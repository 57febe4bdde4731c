//! Public object serving. Every public URL handed out by the upload paths
//! resolves here. Bodies are streamed from disk.

use crate::{errors::AppError, models::object::StoredObject, state::AppState};
use axum::{
    body::Body,
    extract::{Path, State},
    http::{HeaderMap, HeaderValue, StatusCode, header},
    response::Response,
};
use tokio_util::io::ReaderStream;

/// `GET /objects/{bucket}/{*key}`
pub async fn get_object(
    State(state): State<AppState>,
    Path((bucket, key)): Path<(String, String)>,
) -> Result<Response, AppError> {
    let (meta, file) = state.storage.get_object_reader(&bucket, &key).await?;
    let body = Body::from_stream(ReaderStream::new(file));

    let mut response = Response::new(body);
    *response.status_mut() = StatusCode::OK;
    set_object_headers(response.headers_mut(), &meta);
    Ok(response)
}

/// `HEAD /objects/{bucket}/{*key}` — same headers as GET, no body.
pub async fn head_object(
    State(state): State<AppState>,
    Path((bucket, key)): Path<(String, String)>,
) -> Result<Response, AppError> {
    let meta = state.storage.get_object_metadata(&bucket, &key).await?;
    let mut response = Response::new(Body::empty());
    *response.status_mut() = StatusCode::OK;
    set_object_headers(response.headers_mut(), &meta);
    Ok(response)
}

fn set_object_headers(headers: &mut HeaderMap, meta: &StoredObject) {
    let content_type = meta
        .content_type
        .as_deref()
        .unwrap_or("application/octet-stream");
    headers.insert(
        header::CONTENT_TYPE,
        HeaderValue::from_str(content_type)
            .unwrap_or_else(|_| HeaderValue::from_static("application/octet-stream")),
    );

    headers.insert(
        header::CONTENT_LENGTH,
        HeaderValue::from(meta.size_bytes.max(0) as u64),
    );

    if let Some(etag) = meta.etag.as_ref() {
        if let Ok(value) = HeaderValue::from_str(&format!("\"{}\"", etag)) {
            headers.insert(header::ETAG, value);
        }
    }

    if let Some(value) = meta
        .cache_control
        .as_deref()
        .and_then(cache_control_header)
    {
        headers.insert(header::CACHE_CONTROL, value);
    }

    if let Ok(value) = HeaderValue::from_str(&meta.last_modified.to_rfc2822()) {
        headers.insert(header::LAST_MODIFIED, value);
    }
}

/// A bare number of seconds becomes `max-age=N`; anything else is passed through.
fn cache_control_header(raw: &str) -> Option<HeaderValue> {
    let value = if raw.chars().all(|c| c.is_ascii_digit()) {
        format!("max-age={}", raw)
    } else {
        raw.to_string()
    };
    HeaderValue::from_str(&value).ok()
}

-- -- --

Give the material above back in full, exactly as written.

*Answer space:*
repository 57febe4bdde4731c
//! Public object serving. Every public URL handed out by the upload paths
//! resolves here. Bodies are streamed from disk.

use crate::{errors::AppError, models::object::StoredObject, state::AppState};
use axum::{
    body::Body,
    extract::{Path, State},
    http::{HeaderMap, HeaderValue, StatusCode, header},
    response::Response,
};
use tokio_util::io::ReaderStream;

/// `GET /objects/{bucket}/{*key}`
pub async fn get_object(
    State(state): State<AppState>,
    Path((bucket, key)): Path<(String, String)>,
) -> Result<Response, AppError> {
    let (meta, file) = state.storage.get_object_reader(&bucket, &key).await?;
    let body = Body::from_stream(ReaderStream::new(file));

    let mut response = Response::new(body);
    *response.status_mut() = StatusCode::OK;
    set_object_headers(response.headers_mut(), &meta);
    Ok(response)
}

/// `HEAD /objects/{bucket}/{*key}` — same headers as GET, no body.
pub async fn head_object(
    State(state): State<AppState>,
    Path((bucket, key)): Path<(String, String)>,
) -> Result<Response, AppError> {
    let meta = state.storage.get_object_metadata(&bucket, &key).await?;
    let mut response = Response::new(Body::empty());
    *response.status_mut() = StatusCode::OK;
    set_object_headers(response.headers_mut(), &meta);
    Ok(response)
}

fn set_object_headers(headers: &mut HeaderMap, meta: &StoredObject) {
    let content_type = meta
        .content_type
        .as_deref()
        .unwrap_or("application/octet-stream");
    headers.insert(
        header::CONTENT_TYPE,
        HeaderValue::from_str(content_type)
            .unwrap_or_else(|_| HeaderValue::from_static("application/octet-stream")),
    );

    headers.insert(
        header::CONTENT_LENGTH,
        HeaderValue::from(meta.size_bytes.max(0) as u64),
    );

    if let Some(etag) = meta.etag.as_ref() {
        if let Ok(value) = HeaderValue::from_str(&format!("\"{}\"", etag)) {
            headers.insert(header::ETAG, value);
        }
    }

    if let Some(value) = meta
        .cache_control
        .as_deref()
        .and_then(cache_control_header)
    {
        headers.insert(header::CACHE_CONTROL, value);
    }

    if let Ok(value) = HeaderValue::from_str(&meta.last_modified.to_rfc2822()) {
        headers.insert(header::LAST_MODIFIED, value);
    }
}

/// A bare number of seconds becomes `max-age=N`; anything else is passed through.
fn cache_control_header(raw: &str) -> Option<HeaderValue> {
    let value = if raw.chars().all(|c| c.is_ascii_digit()) {
        format!("max-age={}", raw)
    } else {
        raw.to_string()
    };
    HeaderValue::from_str(&value).ok()
}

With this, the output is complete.